Оригинал взят у
nmkravchenko в
Я твоя Суламифь, мой старый царь Соломон... 24 июня 1928 года -
день рождения Инны Лиснянской
В женской поэзии тему старости чуть ли не впервые затронула и прекрасно раскрыла Инна Лиснянская, которой сегодня исполнилось бы 87.
_
Два брачных бражника, чьи крылья - нервный шёлк,
и первый выстрел почки,
и строчка дятлова, и соловьиный щёлк,
и дождика звоночки, -
_
весна блаженствует: приспели времена
раскрепощенья духа,
и речь открытая на улице слышна,
да я уже старуха.
_
Так обаятельно-легко, чуть ли не с юмором у нас о старости ещё не писали.
_
Старость
_
Вот до снега с тобой
мы выходим на просеку,
потому что зимой
нету силушки - по снегу.
...Где до тающих дней
мы довольны берлогою -
с коробком новостей
и сторонней подмогою.
Вот и мысли летят,
словно листья отдельные,
и понять не хотят,
что уже запредельные.
-
Ахматова тоже сравнительно долго жила, но у неё нет этой темы. Она - вечная дама. Цветаева, писавшая: "когда я буду бабушкой, годов через десяточек, причудницей, забавницей - вихрь с головы до пяточек!", Татьяна Бек, обещавшая: "я буду честная старуха", - не успели, не стали ими. Лиснянская испила из этой горестной чаши сполна. Но стихи, выходившие из под её пера, - во все годы удивительно молодые.
Один из стихотворных циклов Инны Лиснянской, посвящённый Семёну Липкину, называется "Гимн". Он - о счастливой любви в старости. Настоящее и библейская древность просвечивают одно сквозь другое. Это гимн Соломону - ответ старой новой Суламифи на царскую "Песнь песней":
_
Я - твоя Суламифь, мой старый царь Соломон.
Твои мышцы ослабли, но твой проницателен взгляд.

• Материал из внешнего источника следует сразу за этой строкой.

//! For reading application configuration.

use config::{builder::DefaultState, ConfigBuilder};
use serde::Deserialize;
use std::time::Duration;
use validator::Validate;

/// Application configuration.
#[derive(Clone, Debug, Default, Deserialize, Validate)]
#[serde(default)]
pub struct Config {
    /// Server configuration.
    pub server: ServerConfig,
    /// Pagination configuration.
    #[validate(nested)]
    pub pagination: PaginationConfig,
    /// Logging configuration.
    pub logging: LoggingConfig,
}

/// Server configuration.
#[derive(Clone, Debug, Deserialize)]
#[serde(default)]
pub struct ServerConfig {
    /// Server address.
    pub http_address: String,
    /// Server http port.
    pub http_port: u16,
    /// How long a request may take before it is aborted.
    #[serde(with = "humantime_serde")]
    pub request_timeout: Duration,
    /// Requests beyond this many in flight are shed.
    pub concurrency_limit: usize,
    /// Directory with the static front-end files.
    pub static_dir: String,
}

impl Default for ServerConfig {
    fn default() -> Self {
        Self {
            http_address: "127.0.0.1".to_string(),
            http_port: 8080,
            request_timeout: Duration::from_secs(10),
            concurrency_limit: 500,
            static_dir: "wwwroot".to_string(),
        }
    }
}

/// Pagination configuration.
#[derive(Clone, Copy, Debug, Deserialize, Validate)]
#[serde(default)]
pub struct PaginationConfig {
    /// Page size used when the client does not ask for one.
    /// Held to the same bounds as a requested `pageSize`.
    #[validate(range(min = 1, max = 100))]
    pub default_page_size: u32,
}

impl Default for PaginationConfig {
    fn default() -> Self {
        Self {
            default_page_size: 5,
        }
    }
}

/// Logging configuration.
#[derive(Clone, Debug, Deserialize)]
#[serde(default)]
pub struct LoggingConfig {
    /// Filter directives, used when `RUST_LOG` is not set.
    pub filter: String,
    /// Write hourly JSON log files to this directory.
    pub directory: Option<String>,
}

impl Default for LoggingConfig {
    fn default() -> Self {
        Self {
            filter: "info,tower_http=debug,todo_api=debug".to_string(),
            directory: None,
        }
    }
}

/// Retrieve [`Config`] from the default configuration file.
#[tracing::instrument]
pub fn load_config() -> color_eyre::Result<Config> {
    let builder = config::Config::builder()
        .add_source(config::File::with_name("config").required(false))
        .add_source(config::Environment::with_prefix("app").separator("__"));
    build_config(builder)
}

/// Deserializes and validates the configuration from `builder`'s sources.
fn build_config(builder: ConfigBuilder<DefaultState>) -> color_eyre::Result<Config> {
    let config: Config = builder.build()?.try_deserialize()?;
    config.validate()?;
    Ok(config)
}
//! The axum application.
//!
//! # Examples
//!
//! Create an item, then fetch it.
//!
//! ```rust
//! # use todo_api::feature::item::item_service::ItemView;
//! # tokio_test::block_on(async {
//! # let url = todo_api::app::spawn_app().await;
//! let client = reqwest::Client::new();
//! let new_item = ItemView { id: 0, name: Some("Buy milk".to_string()), is_complete: false };
//! let response = client.post(format!("{url}/todoitems")).json(&new_item).send().await.unwrap();
//! assert_eq!(201, response.status());
//! let location = response.headers()["location"].to_str().unwrap().to_string();
//! let created = response.json::<ItemView>().await.unwrap();
//! assert_eq!(ItemView { id: 1, ..new_item }, created);
//! assert_eq!("/api/todoitems/1", location);
//!
//! let response = reqwest::get(format!("{url}/todoitems/1")).await.unwrap();
//! assert_eq!(200, response.status());
//! assert_eq!(created, response.json::<ItemView>().await.unwrap());
//! # });
//! ```
//!
//! Missing items give a 404.
//!
//! ```rust
//! # tokio_test::block_on(async {
//! # let url = todo_api::app::spawn_app().await;
//! let response = reqwest::get(format!("{url}/todoitems/999")).await.unwrap();
//! assert_eq!(404, response.status());
//! # });
//! ```

use crate::feature::item::in_memory::InMemoryItemRepository;
use crate::infra::error::{handle_middleware_error, PanicHandler};
use crate::infra::middleware::MakeRequestIdSpan;
use crate::infra::openapi::ApiDoc;
use crate::infra::{config::Config, state::AppState};
use axum::error_handling::HandleErrorLayer;
use axum::Router;
use std::sync::Arc;
use tokio::net::TcpListener;
use tower::limit::GlobalConcurrencyLimitLayer;
use tower::ServiceBuilder;
use tower_http::catch_panic::CatchPanicLayer;
use tower_http::request_id::{MakeRequestUuid, PropagateRequestIdLayer, SetRequestIdLayer};
use tower_http::services::ServeDir;
use tower_http::timeout::TimeoutLayer;
use tower_http::trace::{DefaultOnRequest, DefaultOnResponse, TraceLayer};
use tracing::Level;
use utoipa::OpenApi;
use utoipa_rapidoc::RapiDoc;
use utoipa_redoc::{Redoc, Servable};
use utoipa_swagger_ui::SwaggerUi;

/// Constructs the full axum application.
pub fn app(state: AppState, config: &Config) -> Router {
    // Fallible middleware from tower, mapped to infallible response with [`HandleErrorLayer`].
    // The limit's semaphore is shared by every route the layer is applied to.
    let tower_middleware = ServiceBuilder::new()
        .layer(HandleErrorLayer::new(handle_middleware_error))
        .load_shed()
        .layer(GlobalConcurrencyLimitLayer::new(
            config.server.concurrency_limit,
        ));

    // The REST API and its documentation, with the front-end served for everything else.
    Router::new()
        .merge(SwaggerUi::new("/api/swagger-ui").url("/api/openapi.json", ApiDoc::openapi()))
        .merge(Redoc::with_url("/api/redoc", ApiDoc::openapi()))
        .merge(RapiDoc::new("/api/openapi.json").path("/api/rapidoc"))
        .nest("/api", crate::feature::api(state))
        .fallback_service(ServeDir::new(&config.server.static_dir))
        // Layers
        .layer(TimeoutLayer::new(config.server.request_timeout))
        .layer(axum::middleware::from_fn(
            crate::infra::middleware::log_request_response,
        ))
        .layer(
            TraceLayer::new_for_http()
                .make_span_with(MakeRequestIdSpan)
                .on_request(DefaultOnRequest::new().level(Level::INFO))
                .on_response(DefaultOnResponse::new().level(Level::INFO))
                .on_failure(()),
        )
        .layer(PropagateRequestIdLayer::x_request_id())
        .layer(SetRequestIdLayer::x_request_id(MakeRequestUuid))
        .layer(tower_middleware)
        .layer(CatchPanicLayer::custom(PanicHandler))
}

/// Starts the axum server, serving until ctrl-c is pressed.
pub async fn run_app(listener: TcpListener, config: Config) -> std::io::Result<()> {
    let state = AppState::new(Arc::new(InMemoryItemRepository::new()), &config);
    let app = app(state, &config).into_make_service();

    tracing::info!("Starting axum on {}", listener.local_addr()?);
    let exit_result = axum::serve(listener, app)
        .with_graceful_shutdown(crate::infra::shutdown::shutdown_signal())
        .await;

    match &exit_result {
        Ok(_) => tracing::info!("Successfully shut down"),
        Err(e) => tracing::error!("Shutdown failed: {}", e),
    }

    exit_result
}

/// Spawn a server with an empty store on a random port.
///
/// Returns the base url of the API.
pub async fn spawn_app() -> String {
    let address = "127.0.0.1";
    let listener = TcpListener::bind(format!("{address}:0")).await.unwrap();
    let port = listener.local_addr().unwrap().port();
    tokio::spawn(run_app(listener, Config::default()));
    format!("http://{address}:{port}/api")
}
//! An [`ItemRepository`] kept entirely in memory.

use super::item_repository::{Item, ItemId, ItemRepository, NewItem, StoreError, StoreResult};
use async_trait::async_trait;
use std::{collections::BTreeMap, sync::Arc};
use tokio::sync::RwLock;
use tracing::instrument;

#[derive(Debug, Default)]
struct Items {
    items: BTreeMap<ItemId, Item>,
    last_id: ItemId,
}

/// Items in an ordered map behind an async lock.
///
/// Cloning is cheap and clones share the same items.
#[derive(Clone, Debug, Default)]
pub struct InMemoryItemRepository {
    inner: Arc<RwLock<Items>>,
}

impl InMemoryItemRepository {
    /// Creates an empty repository.
    pub fn new() -> Self {
        Self::default()
    }
}

#[async_trait]
impl ItemRepository for InMemoryItemRepository {
    async fn count(&self) -> StoreResult<usize> {
        Ok(self.inner.read().await.items.len())
    }

    #[instrument(skip(self))]
    async fn list_ordered(&self, skip: usize, take: usize) -> StoreResult<Vec<Item>> {
        let guard = self.inner.read().await;
        let items: Vec<Item> = guard.items.values().skip(skip).take(take).cloned().collect();
        tracing::debug!("Listed {} items", items.len());
        Ok(items)
    }

    async fn get_by_id(&self, id: ItemId) -> StoreResult<Option<Item>> {
        Ok(self.inner.read().await.items.get(&id).cloned())
    }

    #[instrument(skip_all)]
    async fn insert(&self, new_item: NewItem) -> StoreResult<Item> {
        let mut guard = self.inner.write().await;
        guard.last_id += 1;
        let item = Item {
            id: guard.last_id,
            name: new_item.name,
            is_complete: new_item.is_complete,
            secret: new_item.secret,
            version: 0,
        };
        guard.items.insert(item.id, item.clone());
        tracing::debug!("Inserted item {}", item.id);
        Ok(item)
    }

    #[instrument(skip(self, item), fields(id = item.id, version = item.version))]
    async fn update(&self, item: Item) -> StoreResult<()> {
        let mut guard = self.inner.write().await;
        let Some(stored) = guard.items.get_mut(&item.id) else {
            tracing::warn!("Item disappeared before update");
            return Err(StoreError::ConcurrencyConflict { id: item.id });
        };
        if stored.version != item.version {
            tracing::warn!("Stale version, stored is {}", stored.version);
            return Err(StoreError::ConcurrencyConflict { id: item.id });
        }
        stored.name = item.name;
        stored.is_complete = item.is_complete;
        stored.version += 1;
        Ok(())
    }

    #[instrument(skip(self))]
    async fn delete(&self, id: ItemId) -> StoreResult<()> {
        match self.inner.write().await.items.remove(&id) {
            Some(_) => Ok(()),
            None => Err(StoreError::NotFound { id }),
        }
    }

    async fn exists(&self, id: ItemId) -> StoreResult<bool> {
        Ok(self.inner.read().await.items.contains_key(&id))
    }
}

Тайны нет для тебя, но, взглянув на зелёный склон,
ты меня не узнаешь, одетую в платье до пят,
меж старух, собирающих розовый виноград.
И, раздев, не узнал бы: как волны песка мой живот,
и давно мои ноги утратили гибкость лоз,
грудь моя, как на древней пальме увядший плод,
а сквозь кожу сосуды видны, как сквозь крылья стрекоз.
Иногда я тебя поджидаю у Яфских ворот.
Но к тебе не приближусь. Зачем огорчать царя?
Славен духом мужчина, а женщина - красотой.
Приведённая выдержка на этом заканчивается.